Pure 3 help...

[candy]

please look at the attachment

[astarmathsandphysics]

sinx =o/h=a/f but since perimater of triangle is half perimeter of rectangle, 2r+rx=1/2*8a=4a so 4a=r(2+x) so r=4a/(2+x)

so sinx=a/r=a/(4a/(2+x))=1/4(2+x)

[candy]

Thanks astar! 
r u giving math alevel?

[candy]

  part 2 please 

[astarmathsandphysics]

I am private Tutor. Wont be home for hours.

[louis]

Candy,
The attachment I send contains solution for your question on complex number .

[candy]

what program is this? 
xml doesnt work on my pc 

[louis]

Candy,
Your question : Prove that the real part of 1 / ( Z+ 2 – i ) is a constant where
Z=2 cos a +i(1 -2 sin a )

Here is the solution :

1 / ( Z+ 2 – i )

= 1 / [ 2  cos a + i( 1 – 2 sin a) +2 –i ]

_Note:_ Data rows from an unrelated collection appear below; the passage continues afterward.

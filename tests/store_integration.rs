//! Integration tests for the memory store.
//!
//! Exercises the public API end to end: storing, retrieval, consolidation
//! triggers, capacity eviction, deletion, and snapshot persistence.

// Integration tests use expect/unwrap for simplicity - panics are acceptable in tests
#![allow(clippy::expect_used, clippy::unwrap_used)]

use cogmem::{
    CollaborationHint, FakeTimeSource, MemoryConfig, MemoryId, MemoryKind, MemoryRegistry,
    MemoryStore, RetrieveQuery, SnapshotStore, StoreRequest, Valence,
};
use std::collections::HashSet;
use std::sync::Arc;

fn store_with(config: MemoryConfig) -> (MemoryStore, FakeTimeSource) {
    let clock = FakeTimeSource::default();
    let store = MemoryStore::with_clock(config, Arc::new(clock.clone())).expect("valid config");
    (store, clock)
}

fn default_store() -> MemoryStore {
    store_with(MemoryConfig::default()).0
}

#[test]
fn test_recurring_topic_becomes_pattern() {
    let mut store = default_store();
    for content in [
        "Customer asked about a refund",
        "Invoice was sent twice",
        "Card was declined at checkout",
    ] {
        store
            .store(StoreRequest::new(content).with_topic("billing"))
            .unwrap();
    }

    let stats = store.consolidate();
    assert_eq!(stats.scanned, 3);
    assert_eq!(stats.patterns_found, 1);
    assert_eq!(stats.archived, 0);

    let pattern = store.collection().semantic().get("billing").unwrap();
    assert!((pattern.confidence - 0.3).abs() < 1e-6);
    assert_eq!(pattern.kind, MemoryKind::Semantic);
    assert!(pattern.content.contains("'billing'"));
    // Episodic records survive consolidation.
    assert_eq!(store.collection().episodic().len(), 3);
}

#[test]
fn test_emphatic_content_keeps_neutral_valence() {
    let mut store = default_store();
    let record = store
        .store(StoreRequest::new("I love this, it's amazing and wonderful"))
        .unwrap();
    assert!(record.importance >= 0.6 - 1e-6);
    assert_eq!(record.valence, Valence::Neutral);

    let warm = store
        .store(
            StoreRequest::new("I love this, it's amazing and wonderful")
                .with_hint(CollaborationHint::Tone { warmth: 0.8 }),
        )
        .unwrap();
    assert_eq!(warm.valence, Valence::Positive);
}

#[test]
fn test_capacity_keeps_most_important() {
    let (mut store, _clock) = store_with(MemoryConfig::default());
    let mut stored = Vec::new();

    for i in 0..1100usize {
        let bucket = i / 100;
        let mut request = StoreRequest::new(format!("event number {i}"));
        for e in 0..bucket.min(4) {
            request = request.with_entity(format!("entity{e}"));
        }
        for t in 0..bucket.saturating_sub(4) {
            request = request.with_topic(format!("topic{t}"));
        }
        let record = store.store(request).unwrap();
        stored.push((i, record.id, record.importance));
        assert!(store.collection().episodic().len() <= 1000);
    }

    assert_eq!(store.collection().episodic().len(), 1000);

    // Highest importance first, newest first among ties.
    let mut expected = stored.clone();
    expected.sort_by(|a, b| b.2.total_cmp(&a.2).then(b.0.cmp(&a.0)));
    let expected: HashSet<MemoryId> = expected.into_iter().take(1000).map(|e| e.1).collect();
    let retained: HashSet<MemoryId> = store
        .collection()
        .episodic()
        .iter()
        .map(|r| r.id.clone())
        .collect();
    assert_eq!(retained, expected);
}

#[test]
fn test_delete_unknown_id() {
    let mut store = default_store();
    store.store(StoreRequest::new("something real")).unwrap();
    let before = store.summary();

    assert!(!store.delete_memory(&MemoryId::new("episodic_never_stored")));
    assert_eq!(store.summary(), before);
}

#[test]
fn test_retrieve_own_content_ranks_first() {
    let mut store = default_store();
    store
        .store(StoreRequest::new("Planning the quarterly budget review"))
        .unwrap();
    let target = store
        .store(StoreRequest::new("Alice prefers tea over coffee").with_entity("alice"))
        .unwrap();
    store
        .store(StoreRequest::new("Coffee machine is broken again"))
        .unwrap();

    let hits = store
        .retrieve(&RetrieveQuery::new("Alice prefers tea over coffee"))
        .unwrap();
    assert_eq!(hits.first().map(|h| &h.record.id), Some(&target.id));
    assert!(hits.windows(2).all(|w| w[0].score >= w[1].score));
}

#[test]
fn test_retrieve_never_returns_identity() {
    let mut store = default_store();
    store
        .store(StoreRequest::new("curious").with_kind(MemoryKind::Identity))
        .unwrap();
    let hits = store
        .retrieve(&RetrieveQuery::new("curious").with_min_confidence(0.0))
        .unwrap();
    assert!(hits.is_empty());
    assert_eq!(store.summary().identity, 1);
}

#[test]
fn test_time_triggers_consolidation() {
    let (mut store, clock) = store_with(MemoryConfig::default());
    for _ in 0..3 {
        store
            .store(StoreRequest::new("sprint planning").with_topic("planning"))
            .unwrap();
    }
    assert!(store.collection().semantic().is_empty());

    clock.advance(24 * 60 * 60);
    store
        .store(StoreRequest::new("retro notes").with_topic("retro"))
        .unwrap();

    assert!(store.collection().semantic().contains_key("planning"));
    assert_eq!(store.collection().last_consolidation(), clock_now(&clock));
    // "plan" is not a whole word in the pattern, so no trait is nudged.
    assert!(store.collection().identity().is_empty());
}

fn clock_now(clock: &FakeTimeSource) -> u64 {
    use cogmem::TimeSource;
    clock.now()
}

#[test]
fn test_volume_triggers_consolidation() {
    let config = MemoryConfig::default().with_consolidation_volume_threshold(5);
    let (mut store, _clock) = store_with(config);

    for i in 0..5 {
        store
            .store(StoreRequest::new(format!("team sync {i}")).with_topic("team"))
            .unwrap();
    }
    assert!(store.collection().semantic().is_empty());

    store
        .store(StoreRequest::new("team sync 5").with_topic("team"))
        .unwrap();
    let pattern = store.collection().semantic().get("team").unwrap();
    assert!((pattern.confidence - 0.6).abs() < 1e-6);
    let social = store.collection().identity().get("social").copied();
    assert!(social.is_some_and(|s| (s - 0.1).abs() < 1e-6));
}

#[test]
fn test_consolidation_twice_is_stable() {
    let mut store = default_store();
    for i in 0..4 {
        store
            .store(
                StoreRequest::new(format!("research session {i}"))
                    .with_topic("research")
                    .with_valence(if i % 2 == 0 {
                        Valence::Positive
                    } else {
                        Valence::Negative
                    }),
            )
            .unwrap();
    }
    store.consolidate();
    let first = store.summary();
    let semantic = store.collection().semantic().clone();

    let stats = store.consolidate();
    assert!(stats.is_noop());
    let second = store.summary();
    assert_eq!(first.traits, second.traits);
    assert!((first.efficiency - second.efficiency).abs() < f32::EPSILON);
    assert_eq!(&semantic, store.collection().semantic());
    assert_eq!(
        semantic.get("research").map(|r| r.valence),
        Some(Valence::Mixed)
    );
}

#[test]
fn test_delete_then_consolidate_keeps_trait_strength() {
    let mut store = default_store();
    let mut ids = Vec::new();
    for i in 0..4 {
        let record = store
            .store(StoreRequest::new(format!("design critique {i}")).with_topic("design"))
            .unwrap();
        ids.push(record.id);
    }
    store.consolidate();
    let before = store.collection().identity().get("creative").copied();
    assert!(before.is_some_and(|s| (s - 0.1).abs() < 1e-6));

    assert!(store.delete_memory(&ids[0]));
    store.consolidate();
    assert_eq!(store.collection().identity().get("creative").copied(), before);
    let pattern = store.collection().semantic().get("design").unwrap();
    assert!((pattern.confidence - 0.3).abs() < 1e-6);

    let stats = store.consolidate();
    assert!(stats.is_noop());
}

#[test]
fn test_summary_counts() {
    let mut store = default_store();
    store.store(StoreRequest::new("episode one")).unwrap();
    store
        .store(
            StoreRequest::new("facts about billing")
                .with_kind(MemoryKind::Semantic)
                .with_topic("billing"),
        )
        .unwrap();
    store
        .store(StoreRequest::new("diligent").with_kind(MemoryKind::Identity))
        .unwrap();

    let summary = store.summary();
    assert_eq!(summary.episodic, 1);
    assert_eq!(summary.semantic, 1);
    assert_eq!(summary.identity, 1);
    assert_eq!(summary.total_memories, 3);
    assert_eq!(summary.capacity, 1000);
}

#[test]
fn test_snapshot_round_trip() {
    let dir = tempfile::tempdir().unwrap();
    let snapshots = SnapshotStore::new(dir.path());
    let clock = FakeTimeSource::default();

    let mut store =
        MemoryStore::with_clock(MemoryConfig::default(), Arc::new(clock.clone())).unwrap();
    for i in 0..3 {
        store
            .store(
                StoreRequest::new(format!("design critique {i}"))
                    .with_topic("design")
                    .with_hint(CollaborationHint::Attention { salience: 0.9 }),
            )
            .unwrap();
    }
    store.consolidate();
    snapshots.save("designer", store.collection()).unwrap();

    let collection = snapshots.load("designer").unwrap().unwrap();
    let restored =
        MemoryStore::from_collection(MemoryConfig::default(), collection, Arc::new(clock)).unwrap();
    assert_eq!(restored.summary(), store.summary());
    assert_eq!(restored.collection(), store.collection());
}

#[test]
fn test_registry_shares_stores_across_threads() {
    let registry = Arc::new(MemoryRegistry::new(MemoryConfig::default()).unwrap());
    let handles: Vec<_> = (0..4)
        .map(|t| {
            let registry = Arc::clone(&registry);
            std::thread::spawn(move || {
                let agent = format!("agent{}", t % 2);
                let store = registry.get_or_create(&agent).unwrap();
                for i in 0..10 {
                    let mut guard = cogmem::services::lock_store(&store).unwrap();
                    guard
                        .store(StoreRequest::new(format!("thread {t} event {i}")))
                        .unwrap();
                }
            })
        })
        .collect();
    for handle in handles {
        handle.join().unwrap();
    }

    assert_eq!(registry.agent_ids().unwrap(), vec!["agent0", "agent1"]);
    for agent in ["agent0", "agent1"] {
        let store = registry.get(agent).unwrap().unwrap();
        let guard = cogmem::services::lock_store(&store).unwrap();
        assert_eq!(guard.collection().episodic().len(), 20);
    }
}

= 1 / [ 2 cos a +2 + i ( 1 – 2 sin a-1 )]

= 1  / ( 2 cos a+ 2 – 2 i sin a)

=(1/2)*   [ 1/ (cos a+ 1 – i sin a) ]

=(1/2)*   [ 1 + cos a + i sin a]  /   [ (1 + cos a) – i sin a] [( 1 + cos a) + i sin a ]

=(1/2)* [ 1 + cos a + i sin a] / [ (1 + cos a)² –( i sin a)² ]

=(1/2)* (1 + cos a+ i sin a ) /   [ 1 + 2 cos a+ cos² a+ sin² a ]

=(1/2)* (1 + cos a + i sin a ) / (  2 + 2 cos a )

=(1/4) *( 1 + cos a + i sin a ) / ( 1 +  cos  a)

=(1/4)  +   (1/4)*( i sin a)  / (  1 + cos a )

           

The real part is  1 / 4 which is a constant

[mac]

Another Pure maths 2/3 question...Please help...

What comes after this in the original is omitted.